#### [WHAT IS NEEDED]
Nothing but an exact copy of the listing should be given.

INPUT FOR THIS TASK: Begin

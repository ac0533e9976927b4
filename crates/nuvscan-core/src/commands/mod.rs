//! High-level commands for nuvscan operations.
//!
//! These are the entry points frontends call; they wire the scanner, the
//! task generator and the script serializer together.

pub mod scan;

pub use scan::{ScanCommand, ScanOptions, ScanReport};
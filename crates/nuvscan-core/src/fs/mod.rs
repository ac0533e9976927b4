//! File system providers used by the scanner.
//!
//! Relative paths handed to a provider are interpreted against the provider's
//! root, so the scanner only ever sees project-relative paths.

pub mod memory;
pub mod os;
pub mod provider;

pub use memory::MemoryFileSystem;
pub use os::OsFileSystem;
pub use provider::{DirEntry, EntryKind, FileSystem};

INPUT FOR THIS TASK: End

#### [EXERCISE RESULT]
repository ac0533e9976927b4
filename crates/nuvscan-core/src/commands/mod.rs
//! High-level commands for nuvscan operations.
//!
//! These are the entry points frontends call; they wire the scanner, the
//! task generator and the script serializer together.

pub mod scan;

pub use scan::{ScanCommand, ScanOptions, ScanReport};
filename crates/nuvscan-core/src/fs/mod.rs
repository ac0533e9976927b4
//! File system providers used by the scanner.
//!
//! Relative paths handed to a provider are interpreted against the provider's
//! root, so the scanner only ever sees project-relative paths.

pub mod memory;
pub mod os;
pub mod provider;

pub use memory::MemoryFileSystem;
pub use os::OsFileSystem;
pub use provider::{DirEntry, EntryKind, FileSystem};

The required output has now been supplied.